When running your training script on Ascend AI Processor by using sess.run, note the following configurations:

  • The following configuration option is deactivated by default and should remain deactivated:

    rewrite_options.disable_model_pruning

  • The following configuration options are activated by default and should remain activated:
    • rewrite_options.function_optimization
    • rewrite_options.constant_folding
    • rewrite_options.shape_optimization
    • rewrite_options.arithmetic_optimization
    • rewrite_options.loop_optimization
    • rewrite_options.dependency_optimization
    • rewrite_options.layout_optimizer
  • The following configuration option is enabled by default and should be disabled explicitly:
    • rewrite_options.remapping
    • rewrite_options.memory_optimization
  • If tf.device code is used on the original network, add the session configuration allow_soft_placement=True to allow TensorFlow to automatically allocate devices.

Original TensorFlow code:

 1
 2
 3
 4
 5
 6
 7
 8
 9
10
11
12
13
14
15
16
# Construct an iterator.
iterator=Iterator.from_structure(train_dataset.output_types, train_dataset.output_shapes)

# Obtain the batch data.
next_batch=iterator.get_next()

# Initialize the iterator.
training_init_op=iterator.make_initializer(train_dataset)
 
# Initialize the variables.
init=tf.global_variables_initializer()
sess=tf.Session()
sess.run(init)
 
# Get the number of training/validation steps per epoch.
train_batches_per_epoch=int(np.floor(train_size/batch_size))

Code after porting:

 1
 2
 3
 4
 5
 6
 7
 8
 9
10
11
12
13
14
15
16
17
18
19
20
21
22
23
24
25
# Construct an iterator.
iterator=Iterator.from_structure(train_dataset.output_types, train_dataset.output_shapes)

# Obtain the batch data.
next_batch=iterator.get_next()

# Initialize the iterator.
training_init_op=iterator.make_initializer(train_dataset)
 
# Initialize the variables.
init=tf.global_variables_initializer()

# Add allow_soft_placement=True for the session configurations to allow TensorFlow to automatically allocate devices.
config = tf.ConfigProto(allow_soft_placement=True)
# Add an NPU optimizer named NpuOptimizer. During network compilation, the NPU traverses only the session configurations under NpuOptimizer.
custom_op = config.graph_options.rewrite_options.custom_optimizers.add()
custom_op.name = "NpuOptimizer"
# Explicitly disable the remapping and memory_optimization functions of TensorFlow to avoid conflicts with the functions of the NPU.
config.graph_options.rewrite_options.remapping = RewriterConfig.OFF  # Explicitly disable the function.
config.graph_options.rewrite_options.memory_optimization = RewriterConfig.OFF  # Explicitly disable the function.
sess = tf.Session(config=config)
sess.run(init)
 
# Get the number of training/validation steps per epoch.
train_batches_per_epoch=int(np.floor(train_size/batch_size))

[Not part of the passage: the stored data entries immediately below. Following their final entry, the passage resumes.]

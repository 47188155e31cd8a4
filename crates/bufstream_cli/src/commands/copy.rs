//! Copy command implementation.

use super::{CliError, CliResult, OutputFormat};
use bufstream_core::{copy, parse_mode, CopyStats, Stream, StreamConfig};
use std::path::Path;
use tracing::info;

/// Runs the copy command.
pub fn run(
    src: &Path,
    dst: &Path,
    limit: Option<u64>,
    format: OutputFormat,
    config: StreamConfig,
) -> CliResult<()> {
    let stats = copy_file(src, dst, limit, config)?;
    info!(?src, ?dst, read = stats.read, written = stats.written, "copy finished");

    match format {
        OutputFormat::Json => println!("{}", serde_json::to_string_pretty(&stats)?),
        OutputFormat::Text => {
            println!("Read:    {} bytes", stats.read);
            println!("Written: {} bytes", stats.written);
        }
    }

    if stats.is_complete() {
        Ok(())
    } else {
        Err(CliError::ShortWrite {
            read: stats.read,
            written: stats.written,
        })
    }
}

/// Copies `src` into a truncated `dst` and closes both streams.
pub fn copy_file(
    src: &Path,
    dst: &Path,
    limit: Option<u64>,
    config: StreamConfig,
) -> CliResult<CopyStats> {
    let mut input = Stream::open_with(src, &parse_mode("r")?.to_open_options(), config)?;
    let mut output = Stream::open_with(dst, &parse_mode("w")?.to_open_options(), config)?;

    let stats = copy(&mut input, &mut output, limit)?;
    output.close()?;
    input.close()?;
    Ok(stats)
}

The Ascend platform supports all native functions of tf.Session.

It also allows you to enable functions such as automatic mixed precision. For details, see Session Configuration.

Training

The code snippet is ready to use. See the following example.

1
2
3
4
5
6
7
8
9
# Start epochs.
for epoch in range(num_epochs):
  ##Initialize iterator with the training dataset
  sess.run(training_init_op)
  for step in range(train_batches_per_epoch):  
    #get next batch of data
    img_batch,label_batch=sess.run(next_batch)
    #run the training op
    _,train_loss = sess.run([train_op, loss],feed_dict={x:img_batch, y_:label_batch, is_training:True})

However, you need an explicit call to sess.close() in your ported script if you create a session without a with block, for example, you define a session object as a class member.

1
2
3
sess = tf.Session(config=config)
sess.run(...)
sess.close()

That is because the GEOP destructor function is called in the close method of tf.Session. If you use a with block that calls __exit__ to close the session automatically, there is no need to call sess.close().

1
2
with tf.Session(config=config) as sess:
    sess.run(...)

In other cases, for example, taking a session object as a user-defined class member, you should explicitly call sess.close() to exit the session.